▶ _Work request_: Take every line in the entries that includes the word "Build" and copy it.

◆ ◆ ◆ ◆

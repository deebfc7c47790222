//! The change-list model.

use indexmap::{IndexMap, IndexSet};
use serde::{Deserialize, Serialize};
use smallvec::SmallVec;

use crate::patch::HostRef;
use crate::vtree::{AttrValue, VNode};

/// The kind of a host mutation.
#[derive(Debug, Clone, Copy, PartialEq, Eq, Hash, PartialOrd, Ord, Serialize, Deserialize)]
#[serde(rename_all = "snake_case")]
pub enum ChangeKind {
    AddNode,
    RemoveNode,
    ReplaceNode,
    AddAttr,
    RemoveAttr,
    ReplaceAttr,
    Transfer,
    Sort,
}

impl ChangeKind {
    /// Whether this kind changes the shape of the host tree.
    pub fn is_structural(self) -> bool {
        matches!(
            self,
            ChangeKind::AddNode | ChangeKind::RemoveNode | ChangeKind::ReplaceNode
        )
    }

    /// Whether this kind touches an attribute.
    pub fn is_attr(self) -> bool {
        matches!(
            self,
            ChangeKind::AddAttr | ChangeKind::RemoveAttr | ChangeKind::ReplaceAttr
        )
    }
}

/// Where a node sits in its host parent, for changes that cannot derive it
/// from the node itself (keylists own no host node).
#[derive(Debug, Clone, Default)]
pub struct Placement {
    /// The enclosing element in the previous tree.
    pub parent: Option<VNode>,

    /// The siblings after the node in the previous tree, nearest first.
    pub following: Vec<VNode>,
}

impl Placement {
    /// The host node new content goes in front of: the first following
    /// sibling that occupies one. `None` means append.
    ///
    /// Empty keylists occupy nothing and are skipped.
    pub fn anchor(&self) -> Option<HostRef> {
        self.following.iter().find_map(VNode::first_host)
    }
}

/// Bookkeeping for repositioning a keylist.
#[derive(Debug, Clone, Default)]
pub struct SortPlan {
    /// Key -> (index in prev list, index in next list), in prev scan order.
    pub matches: IndexMap<String, (usize, usize)>,

    /// Keys present only in the next list. Built during the sort itself.
    pub additions: IndexSet<String>,

    /// Prev indexes of removed items, ascending.
    pub removal_indexes: SmallVec<[usize; 8]>,

    /// Where the keylist sits in its host parent.
    pub placement: Placement,
}

impl SortPlan {
    /// Number of removed items that sat before `old_index` in the prev list.
    pub fn removals_before(&self, old_index: usize) -> usize {
        self.removal_indexes.partition_point(|&removed| removed < old_index)
    }

    /// The recorded match for the next-list item at `new_index`, if its key
    /// was matched to exactly that position.
    pub fn match_at(&self, key: Option<&str>, new_index: usize) -> Option<(usize, usize)> {
        key.and_then(|key| self.matches.get(key))
            .copied()
            .filter(|&(_, matched)| matched == new_index)
    }
}

/// One host mutation, in the order the differ emits it.
#[derive(Debug, Clone)]
pub enum Change {
    /// Build `next` and append it to the host node of `parent`.
    AddNode { parent: VNode, next: VNode },

    /// Detach `prev` (the whole subtree) from the host.
    RemoveNode { prev: VNode },

    /// Build `next` and put it where `prev` was.
    ReplaceNode {
        prev: VNode,
        next: VNode,
        placement: Placement,
    },

    AddAttr {
        prev: VNode,
        next: VNode,
        name: String,
        value: AttrValue,
    },

    /// Carries the value being removed, so the patcher knows whether it was
    /// a property or an attribute.
    RemoveAttr {
        prev: VNode,
        next: VNode,
        name: String,
        value: AttrValue,
    },

    ReplaceAttr {
        prev: VNode,
        next: VNode,
        name: String,
        value: AttrValue,
    },

    /// Reuse `prev`'s host node for `next` without touching the host.
    Transfer { prev: VNode, next: VNode },

    /// Reposition and complete a keylist.
    Sort {
        prev: VNode,
        next: VNode,
        plan: SortPlan,
    },
}

impl Change {
    /// Get the change's kind.
    pub fn kind(&self) -> ChangeKind {
        match self {
            Change::AddNode { .. } => ChangeKind::AddNode,
            Change::RemoveNode { .. } => ChangeKind::RemoveNode,
            Change::ReplaceNode { .. } => ChangeKind::ReplaceNode,
            Change::AddAttr { .. } => ChangeKind::AddAttr,
            Change::RemoveAttr { .. } => ChangeKind::RemoveAttr,
            Change::ReplaceAttr { .. } => ChangeKind::ReplaceAttr,
            Change::Transfer { .. } => ChangeKind::Transfer,
            Change::Sort { .. } => ChangeKind::Sort,
        }
    }

    /// The node being migrated away from, if any.
    pub fn prev(&self) -> Option<&VNode> {
        match self {
            Change::AddNode { .. } => None,
            Change::RemoveNode { prev }
            | Change::ReplaceNode { prev, .. }
            | Change::AddAttr { prev, .. }
            | Change::RemoveAttr { prev, .. }
            | Change::ReplaceAttr { prev, .. }
            | Change::Transfer { prev, .. }
            | Change::Sort { prev, .. } => Some(prev),
        }
    }

    /// The node being migrated to, if any.
    pub fn next(&self) -> Option<&VNode> {
        match self {
            Change::RemoveNode { .. } => None,
            Change::AddNode { next, .. }
            | Change::ReplaceNode { next, .. }
            | Change::AddAttr { next, .. }
            | Change::RemoveAttr { next, .. }
            | Change::ReplaceAttr { next, .. }
            | Change::Transfer { next, .. }
            | Change::Sort { next, .. } => Some(next),
        }
    }

    /// The attribute name, for attribute changes.
    pub fn attr_name(&self) -> Option<&str> {
        match self {
            Change::AddAttr { name, .. }
            | Change::RemoveAttr { name, .. }
            | Change::ReplaceAttr { name, .. } => Some(name),
            _ => None,
        }
    }
}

◆ ◆ ◆ ◆

▶ _Solution_:
    /// Build `next` and append it to the host node of `parent`.
    /// Build `next` and put it where `prev` was.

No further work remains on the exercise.